<<<<

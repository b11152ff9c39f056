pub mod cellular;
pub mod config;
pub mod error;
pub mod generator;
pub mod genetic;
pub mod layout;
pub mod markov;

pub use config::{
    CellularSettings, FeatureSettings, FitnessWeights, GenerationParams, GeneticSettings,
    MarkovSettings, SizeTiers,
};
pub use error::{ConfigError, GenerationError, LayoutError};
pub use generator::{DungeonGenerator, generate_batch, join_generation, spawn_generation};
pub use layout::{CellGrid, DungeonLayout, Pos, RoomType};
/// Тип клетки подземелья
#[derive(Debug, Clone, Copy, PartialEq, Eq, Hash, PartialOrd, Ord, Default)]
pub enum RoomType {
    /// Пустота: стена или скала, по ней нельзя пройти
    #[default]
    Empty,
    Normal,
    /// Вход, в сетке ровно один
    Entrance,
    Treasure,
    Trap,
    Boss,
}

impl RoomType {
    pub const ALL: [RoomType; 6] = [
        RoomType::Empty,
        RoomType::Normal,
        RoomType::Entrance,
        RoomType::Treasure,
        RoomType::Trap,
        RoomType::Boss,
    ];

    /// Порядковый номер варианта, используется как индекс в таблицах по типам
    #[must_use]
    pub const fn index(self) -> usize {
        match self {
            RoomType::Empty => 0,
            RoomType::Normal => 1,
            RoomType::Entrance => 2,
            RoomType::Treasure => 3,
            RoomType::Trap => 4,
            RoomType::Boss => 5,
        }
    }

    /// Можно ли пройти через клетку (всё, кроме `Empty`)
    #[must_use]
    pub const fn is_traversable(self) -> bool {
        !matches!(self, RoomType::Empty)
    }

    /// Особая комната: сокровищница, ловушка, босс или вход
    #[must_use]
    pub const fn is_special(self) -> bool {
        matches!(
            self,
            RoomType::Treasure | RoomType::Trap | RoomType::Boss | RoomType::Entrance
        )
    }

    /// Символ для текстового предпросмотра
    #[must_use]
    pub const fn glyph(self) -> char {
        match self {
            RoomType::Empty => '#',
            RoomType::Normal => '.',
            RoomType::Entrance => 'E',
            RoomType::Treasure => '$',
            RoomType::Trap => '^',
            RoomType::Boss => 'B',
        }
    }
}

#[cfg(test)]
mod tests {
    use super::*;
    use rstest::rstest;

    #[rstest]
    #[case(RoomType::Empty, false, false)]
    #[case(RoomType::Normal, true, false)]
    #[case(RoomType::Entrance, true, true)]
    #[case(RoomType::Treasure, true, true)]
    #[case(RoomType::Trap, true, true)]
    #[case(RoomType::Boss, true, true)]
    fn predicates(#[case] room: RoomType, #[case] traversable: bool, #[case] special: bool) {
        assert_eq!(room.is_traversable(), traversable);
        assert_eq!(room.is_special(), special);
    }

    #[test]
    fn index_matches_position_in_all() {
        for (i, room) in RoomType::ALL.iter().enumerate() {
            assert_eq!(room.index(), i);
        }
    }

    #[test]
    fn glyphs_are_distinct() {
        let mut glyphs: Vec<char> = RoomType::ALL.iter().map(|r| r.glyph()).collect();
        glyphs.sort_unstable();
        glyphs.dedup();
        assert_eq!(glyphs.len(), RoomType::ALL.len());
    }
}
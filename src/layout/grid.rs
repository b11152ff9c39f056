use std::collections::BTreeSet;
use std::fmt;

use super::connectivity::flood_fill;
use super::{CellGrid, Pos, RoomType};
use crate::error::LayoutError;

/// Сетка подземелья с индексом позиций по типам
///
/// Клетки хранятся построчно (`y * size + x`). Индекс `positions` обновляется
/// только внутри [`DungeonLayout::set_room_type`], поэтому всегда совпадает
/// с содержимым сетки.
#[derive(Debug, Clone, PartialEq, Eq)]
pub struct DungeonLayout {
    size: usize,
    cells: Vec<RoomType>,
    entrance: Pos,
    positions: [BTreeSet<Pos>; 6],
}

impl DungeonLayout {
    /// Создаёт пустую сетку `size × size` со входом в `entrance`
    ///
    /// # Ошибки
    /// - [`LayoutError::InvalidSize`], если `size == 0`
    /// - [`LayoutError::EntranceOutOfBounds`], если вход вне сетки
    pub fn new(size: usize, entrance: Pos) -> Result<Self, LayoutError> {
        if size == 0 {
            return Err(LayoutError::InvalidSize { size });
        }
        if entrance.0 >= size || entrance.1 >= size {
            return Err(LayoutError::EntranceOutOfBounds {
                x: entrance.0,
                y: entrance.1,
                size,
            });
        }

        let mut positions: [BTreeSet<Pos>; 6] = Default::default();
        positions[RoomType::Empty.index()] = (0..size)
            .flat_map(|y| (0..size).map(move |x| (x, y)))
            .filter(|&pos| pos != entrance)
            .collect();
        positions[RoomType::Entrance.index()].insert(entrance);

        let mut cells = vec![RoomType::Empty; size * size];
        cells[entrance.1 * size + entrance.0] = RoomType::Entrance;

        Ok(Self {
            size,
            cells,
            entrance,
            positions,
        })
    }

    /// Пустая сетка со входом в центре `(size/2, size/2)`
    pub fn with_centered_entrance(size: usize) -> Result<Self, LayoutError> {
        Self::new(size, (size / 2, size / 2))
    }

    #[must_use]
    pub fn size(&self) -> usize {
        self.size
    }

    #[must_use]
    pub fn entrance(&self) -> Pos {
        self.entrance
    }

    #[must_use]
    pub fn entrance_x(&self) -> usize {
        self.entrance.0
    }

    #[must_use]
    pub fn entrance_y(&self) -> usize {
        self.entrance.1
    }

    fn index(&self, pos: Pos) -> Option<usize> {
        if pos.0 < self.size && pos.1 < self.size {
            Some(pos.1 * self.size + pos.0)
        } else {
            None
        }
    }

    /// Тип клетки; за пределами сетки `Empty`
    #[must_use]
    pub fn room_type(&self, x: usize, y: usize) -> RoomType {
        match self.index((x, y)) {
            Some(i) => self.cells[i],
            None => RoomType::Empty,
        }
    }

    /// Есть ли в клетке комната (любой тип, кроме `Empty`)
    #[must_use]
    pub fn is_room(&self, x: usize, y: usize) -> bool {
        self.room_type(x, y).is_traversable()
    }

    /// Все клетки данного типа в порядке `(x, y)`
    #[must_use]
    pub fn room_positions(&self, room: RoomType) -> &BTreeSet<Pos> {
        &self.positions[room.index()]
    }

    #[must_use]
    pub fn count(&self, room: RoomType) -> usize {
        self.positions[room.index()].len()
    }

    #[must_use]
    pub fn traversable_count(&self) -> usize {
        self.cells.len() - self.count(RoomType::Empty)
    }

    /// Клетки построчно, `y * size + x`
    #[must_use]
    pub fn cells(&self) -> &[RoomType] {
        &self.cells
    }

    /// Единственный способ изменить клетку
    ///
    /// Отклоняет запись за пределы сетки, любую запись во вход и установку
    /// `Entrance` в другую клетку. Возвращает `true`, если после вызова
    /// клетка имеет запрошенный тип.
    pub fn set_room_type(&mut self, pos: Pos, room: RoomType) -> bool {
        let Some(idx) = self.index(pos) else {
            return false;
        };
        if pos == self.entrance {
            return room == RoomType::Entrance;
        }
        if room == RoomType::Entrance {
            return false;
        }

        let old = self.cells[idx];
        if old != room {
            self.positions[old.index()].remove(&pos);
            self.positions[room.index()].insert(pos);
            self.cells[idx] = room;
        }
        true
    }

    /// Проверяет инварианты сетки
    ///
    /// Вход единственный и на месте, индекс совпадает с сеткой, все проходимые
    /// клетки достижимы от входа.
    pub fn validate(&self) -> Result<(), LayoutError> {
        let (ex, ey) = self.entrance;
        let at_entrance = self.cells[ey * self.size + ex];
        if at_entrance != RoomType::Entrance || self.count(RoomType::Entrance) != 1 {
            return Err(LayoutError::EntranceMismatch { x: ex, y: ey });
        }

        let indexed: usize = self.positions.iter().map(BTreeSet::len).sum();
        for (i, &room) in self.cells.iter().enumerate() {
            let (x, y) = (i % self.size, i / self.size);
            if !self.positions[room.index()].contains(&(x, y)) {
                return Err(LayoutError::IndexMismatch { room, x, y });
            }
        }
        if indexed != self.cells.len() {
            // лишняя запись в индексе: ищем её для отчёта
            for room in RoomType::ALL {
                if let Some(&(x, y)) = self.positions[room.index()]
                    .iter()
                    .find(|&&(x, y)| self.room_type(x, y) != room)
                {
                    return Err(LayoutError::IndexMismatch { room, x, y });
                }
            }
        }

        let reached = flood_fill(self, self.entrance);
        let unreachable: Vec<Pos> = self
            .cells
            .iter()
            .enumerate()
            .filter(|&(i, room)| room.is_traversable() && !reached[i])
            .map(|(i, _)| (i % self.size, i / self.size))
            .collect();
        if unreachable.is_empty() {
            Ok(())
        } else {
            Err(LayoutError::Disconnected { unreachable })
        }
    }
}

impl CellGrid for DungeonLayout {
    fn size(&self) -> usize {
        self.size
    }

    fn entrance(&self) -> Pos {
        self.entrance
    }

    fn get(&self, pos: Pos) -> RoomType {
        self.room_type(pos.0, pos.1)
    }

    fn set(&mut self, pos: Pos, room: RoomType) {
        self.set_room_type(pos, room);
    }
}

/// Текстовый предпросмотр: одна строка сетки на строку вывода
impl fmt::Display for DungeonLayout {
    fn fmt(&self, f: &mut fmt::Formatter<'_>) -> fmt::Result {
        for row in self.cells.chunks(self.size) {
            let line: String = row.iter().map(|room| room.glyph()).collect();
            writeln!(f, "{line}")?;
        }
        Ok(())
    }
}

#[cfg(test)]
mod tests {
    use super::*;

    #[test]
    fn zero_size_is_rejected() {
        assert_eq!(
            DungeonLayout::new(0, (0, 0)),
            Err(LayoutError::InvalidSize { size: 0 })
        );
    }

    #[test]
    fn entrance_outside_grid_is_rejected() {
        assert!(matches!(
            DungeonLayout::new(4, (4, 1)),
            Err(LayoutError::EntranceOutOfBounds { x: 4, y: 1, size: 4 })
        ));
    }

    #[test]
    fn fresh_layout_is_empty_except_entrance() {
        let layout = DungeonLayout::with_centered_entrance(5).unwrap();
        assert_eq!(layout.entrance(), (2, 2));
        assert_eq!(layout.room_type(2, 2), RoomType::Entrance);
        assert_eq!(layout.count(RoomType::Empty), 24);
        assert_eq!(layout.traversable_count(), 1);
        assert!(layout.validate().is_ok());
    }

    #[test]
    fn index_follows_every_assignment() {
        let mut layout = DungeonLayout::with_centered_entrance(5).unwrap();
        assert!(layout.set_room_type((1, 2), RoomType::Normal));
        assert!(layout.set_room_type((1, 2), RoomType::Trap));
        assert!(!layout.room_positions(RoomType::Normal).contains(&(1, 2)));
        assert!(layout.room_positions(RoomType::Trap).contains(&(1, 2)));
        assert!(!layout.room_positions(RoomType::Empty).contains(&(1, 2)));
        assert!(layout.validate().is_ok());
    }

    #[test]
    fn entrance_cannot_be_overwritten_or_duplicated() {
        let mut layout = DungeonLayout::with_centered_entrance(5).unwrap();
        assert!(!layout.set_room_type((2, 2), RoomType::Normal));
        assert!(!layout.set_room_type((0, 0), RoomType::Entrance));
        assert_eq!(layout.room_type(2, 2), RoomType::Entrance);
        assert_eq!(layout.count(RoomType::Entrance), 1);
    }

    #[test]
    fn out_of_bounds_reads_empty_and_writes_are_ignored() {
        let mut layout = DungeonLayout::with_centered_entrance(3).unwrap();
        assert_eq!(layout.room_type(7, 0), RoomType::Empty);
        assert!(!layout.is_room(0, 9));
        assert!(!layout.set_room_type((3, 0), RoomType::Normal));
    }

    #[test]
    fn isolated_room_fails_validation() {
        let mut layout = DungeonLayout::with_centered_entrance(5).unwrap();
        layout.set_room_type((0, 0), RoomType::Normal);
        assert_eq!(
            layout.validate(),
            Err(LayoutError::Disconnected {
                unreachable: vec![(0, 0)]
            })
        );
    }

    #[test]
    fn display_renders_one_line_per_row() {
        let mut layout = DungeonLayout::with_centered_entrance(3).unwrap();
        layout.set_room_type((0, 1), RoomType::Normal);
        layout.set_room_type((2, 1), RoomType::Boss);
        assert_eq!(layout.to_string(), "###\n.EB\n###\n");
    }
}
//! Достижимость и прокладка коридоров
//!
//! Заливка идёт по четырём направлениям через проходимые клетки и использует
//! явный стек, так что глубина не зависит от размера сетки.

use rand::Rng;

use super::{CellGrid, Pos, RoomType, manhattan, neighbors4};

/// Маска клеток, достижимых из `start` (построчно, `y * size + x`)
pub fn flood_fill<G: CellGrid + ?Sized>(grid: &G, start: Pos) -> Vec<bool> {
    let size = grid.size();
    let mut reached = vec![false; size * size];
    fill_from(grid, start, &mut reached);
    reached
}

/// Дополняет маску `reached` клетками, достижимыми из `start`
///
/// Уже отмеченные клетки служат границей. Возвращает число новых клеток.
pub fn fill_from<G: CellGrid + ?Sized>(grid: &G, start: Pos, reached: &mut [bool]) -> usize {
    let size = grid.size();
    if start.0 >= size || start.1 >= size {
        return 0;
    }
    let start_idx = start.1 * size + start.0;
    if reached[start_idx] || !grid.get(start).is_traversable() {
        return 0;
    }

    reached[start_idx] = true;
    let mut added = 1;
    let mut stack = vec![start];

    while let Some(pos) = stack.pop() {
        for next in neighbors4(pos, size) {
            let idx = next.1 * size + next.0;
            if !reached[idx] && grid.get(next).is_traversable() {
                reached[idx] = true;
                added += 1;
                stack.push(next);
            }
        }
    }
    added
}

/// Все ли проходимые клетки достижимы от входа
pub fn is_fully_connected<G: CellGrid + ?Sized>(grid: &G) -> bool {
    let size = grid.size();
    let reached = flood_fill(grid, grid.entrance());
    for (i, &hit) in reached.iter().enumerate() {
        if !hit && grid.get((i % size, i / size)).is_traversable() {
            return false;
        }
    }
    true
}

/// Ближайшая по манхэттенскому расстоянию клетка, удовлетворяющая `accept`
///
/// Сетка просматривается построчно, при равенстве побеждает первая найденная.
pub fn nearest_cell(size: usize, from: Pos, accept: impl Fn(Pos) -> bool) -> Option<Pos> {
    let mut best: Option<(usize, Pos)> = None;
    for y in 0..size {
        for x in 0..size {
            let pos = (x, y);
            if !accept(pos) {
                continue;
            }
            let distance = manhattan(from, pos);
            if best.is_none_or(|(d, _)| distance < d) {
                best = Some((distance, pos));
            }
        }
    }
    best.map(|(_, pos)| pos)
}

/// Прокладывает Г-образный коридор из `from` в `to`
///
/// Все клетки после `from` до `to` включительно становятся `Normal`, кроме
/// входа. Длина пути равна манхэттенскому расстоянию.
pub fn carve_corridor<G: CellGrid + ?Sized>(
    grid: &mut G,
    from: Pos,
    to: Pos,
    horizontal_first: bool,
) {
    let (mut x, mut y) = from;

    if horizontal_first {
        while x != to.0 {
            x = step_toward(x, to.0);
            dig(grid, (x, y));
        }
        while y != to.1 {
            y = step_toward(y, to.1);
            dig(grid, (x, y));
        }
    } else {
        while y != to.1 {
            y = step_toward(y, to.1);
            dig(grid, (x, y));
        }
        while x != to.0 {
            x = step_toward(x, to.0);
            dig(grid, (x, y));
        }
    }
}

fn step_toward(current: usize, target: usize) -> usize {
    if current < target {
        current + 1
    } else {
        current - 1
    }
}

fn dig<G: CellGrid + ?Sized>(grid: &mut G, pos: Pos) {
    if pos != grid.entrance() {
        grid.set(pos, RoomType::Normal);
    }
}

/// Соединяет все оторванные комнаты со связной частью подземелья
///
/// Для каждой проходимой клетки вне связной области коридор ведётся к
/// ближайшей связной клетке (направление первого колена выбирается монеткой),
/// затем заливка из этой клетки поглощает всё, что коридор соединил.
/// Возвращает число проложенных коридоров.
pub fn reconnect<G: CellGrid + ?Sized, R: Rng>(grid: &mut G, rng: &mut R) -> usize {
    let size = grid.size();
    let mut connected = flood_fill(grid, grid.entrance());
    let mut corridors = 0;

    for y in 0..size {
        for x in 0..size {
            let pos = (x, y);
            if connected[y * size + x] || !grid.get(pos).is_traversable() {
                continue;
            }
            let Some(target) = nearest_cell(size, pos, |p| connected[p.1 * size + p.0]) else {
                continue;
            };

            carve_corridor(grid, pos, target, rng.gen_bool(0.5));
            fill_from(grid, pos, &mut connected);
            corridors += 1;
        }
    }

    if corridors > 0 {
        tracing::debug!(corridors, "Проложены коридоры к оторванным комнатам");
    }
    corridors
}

>>>>
<<<<

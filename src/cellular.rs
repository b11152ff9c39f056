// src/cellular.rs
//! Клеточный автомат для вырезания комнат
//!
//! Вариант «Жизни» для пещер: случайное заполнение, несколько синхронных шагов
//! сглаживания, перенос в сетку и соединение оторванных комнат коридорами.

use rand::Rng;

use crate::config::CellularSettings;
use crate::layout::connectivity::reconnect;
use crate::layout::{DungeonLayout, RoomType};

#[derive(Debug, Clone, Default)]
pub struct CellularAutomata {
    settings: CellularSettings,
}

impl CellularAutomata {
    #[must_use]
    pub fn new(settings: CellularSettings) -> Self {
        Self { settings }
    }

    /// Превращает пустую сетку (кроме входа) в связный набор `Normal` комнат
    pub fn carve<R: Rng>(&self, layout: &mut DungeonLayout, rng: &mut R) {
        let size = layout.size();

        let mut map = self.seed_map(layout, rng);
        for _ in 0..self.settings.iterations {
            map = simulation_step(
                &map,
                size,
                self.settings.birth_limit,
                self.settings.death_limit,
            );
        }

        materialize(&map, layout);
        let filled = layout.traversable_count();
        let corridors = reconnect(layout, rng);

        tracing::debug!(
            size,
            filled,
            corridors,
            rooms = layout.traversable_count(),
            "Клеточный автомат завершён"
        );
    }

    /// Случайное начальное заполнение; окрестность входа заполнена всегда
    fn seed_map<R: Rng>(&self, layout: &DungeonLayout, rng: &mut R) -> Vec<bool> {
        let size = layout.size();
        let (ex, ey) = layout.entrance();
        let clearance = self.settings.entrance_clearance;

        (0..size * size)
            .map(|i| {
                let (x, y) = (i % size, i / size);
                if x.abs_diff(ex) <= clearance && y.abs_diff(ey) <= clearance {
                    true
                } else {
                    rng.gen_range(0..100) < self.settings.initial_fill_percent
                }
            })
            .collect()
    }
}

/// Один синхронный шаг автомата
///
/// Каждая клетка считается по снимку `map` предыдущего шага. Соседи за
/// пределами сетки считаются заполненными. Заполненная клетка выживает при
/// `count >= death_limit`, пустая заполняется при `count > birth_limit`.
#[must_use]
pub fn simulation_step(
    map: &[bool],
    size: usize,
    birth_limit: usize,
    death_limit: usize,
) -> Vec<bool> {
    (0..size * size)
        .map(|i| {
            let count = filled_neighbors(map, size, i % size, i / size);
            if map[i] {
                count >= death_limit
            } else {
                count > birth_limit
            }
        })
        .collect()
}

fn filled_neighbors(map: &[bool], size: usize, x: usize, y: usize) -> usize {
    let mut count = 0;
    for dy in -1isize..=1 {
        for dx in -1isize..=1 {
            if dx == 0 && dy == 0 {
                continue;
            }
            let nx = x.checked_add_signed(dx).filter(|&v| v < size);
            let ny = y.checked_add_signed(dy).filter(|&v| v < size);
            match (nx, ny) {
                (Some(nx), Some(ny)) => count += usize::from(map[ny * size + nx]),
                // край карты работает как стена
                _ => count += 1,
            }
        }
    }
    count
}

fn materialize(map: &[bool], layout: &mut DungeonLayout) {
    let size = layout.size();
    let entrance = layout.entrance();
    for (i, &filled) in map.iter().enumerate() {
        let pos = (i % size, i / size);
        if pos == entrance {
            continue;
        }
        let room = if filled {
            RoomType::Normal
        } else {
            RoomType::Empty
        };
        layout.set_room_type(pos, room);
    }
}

>>>>
<<<<

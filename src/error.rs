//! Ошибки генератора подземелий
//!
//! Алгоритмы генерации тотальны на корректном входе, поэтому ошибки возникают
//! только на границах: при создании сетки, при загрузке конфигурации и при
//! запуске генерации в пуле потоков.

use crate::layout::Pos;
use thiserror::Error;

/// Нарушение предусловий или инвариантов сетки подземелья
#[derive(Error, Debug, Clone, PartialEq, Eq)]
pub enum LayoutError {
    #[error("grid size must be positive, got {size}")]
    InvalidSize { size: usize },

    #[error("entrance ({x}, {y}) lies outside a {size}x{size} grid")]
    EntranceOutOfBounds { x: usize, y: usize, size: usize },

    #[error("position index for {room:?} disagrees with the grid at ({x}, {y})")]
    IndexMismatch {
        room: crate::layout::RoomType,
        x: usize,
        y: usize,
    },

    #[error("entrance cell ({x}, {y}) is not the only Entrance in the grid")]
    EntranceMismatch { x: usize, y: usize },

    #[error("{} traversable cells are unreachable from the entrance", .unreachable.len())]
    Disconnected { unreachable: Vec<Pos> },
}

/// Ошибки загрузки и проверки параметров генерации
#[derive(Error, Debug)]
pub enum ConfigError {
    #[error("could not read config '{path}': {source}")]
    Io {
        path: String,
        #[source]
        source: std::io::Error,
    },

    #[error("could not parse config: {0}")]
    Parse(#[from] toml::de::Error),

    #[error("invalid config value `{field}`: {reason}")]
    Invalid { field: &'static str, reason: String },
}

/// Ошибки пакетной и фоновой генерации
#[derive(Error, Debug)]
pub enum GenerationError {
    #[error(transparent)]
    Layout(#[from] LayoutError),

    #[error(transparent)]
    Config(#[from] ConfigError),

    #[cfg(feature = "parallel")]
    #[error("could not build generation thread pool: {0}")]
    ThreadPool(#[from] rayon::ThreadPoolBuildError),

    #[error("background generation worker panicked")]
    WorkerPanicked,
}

>>>>

Above are some records. Copy each of their lines that holds the string "InvalidSize".

_Response area_:
    /// - [`LayoutError::InvalidSize`], если `size == 0`
            return Err(LayoutError::InvalidSize { size });
            Err(LayoutError::InvalidSize { size: 0 })
    InvalidSize { size: usize },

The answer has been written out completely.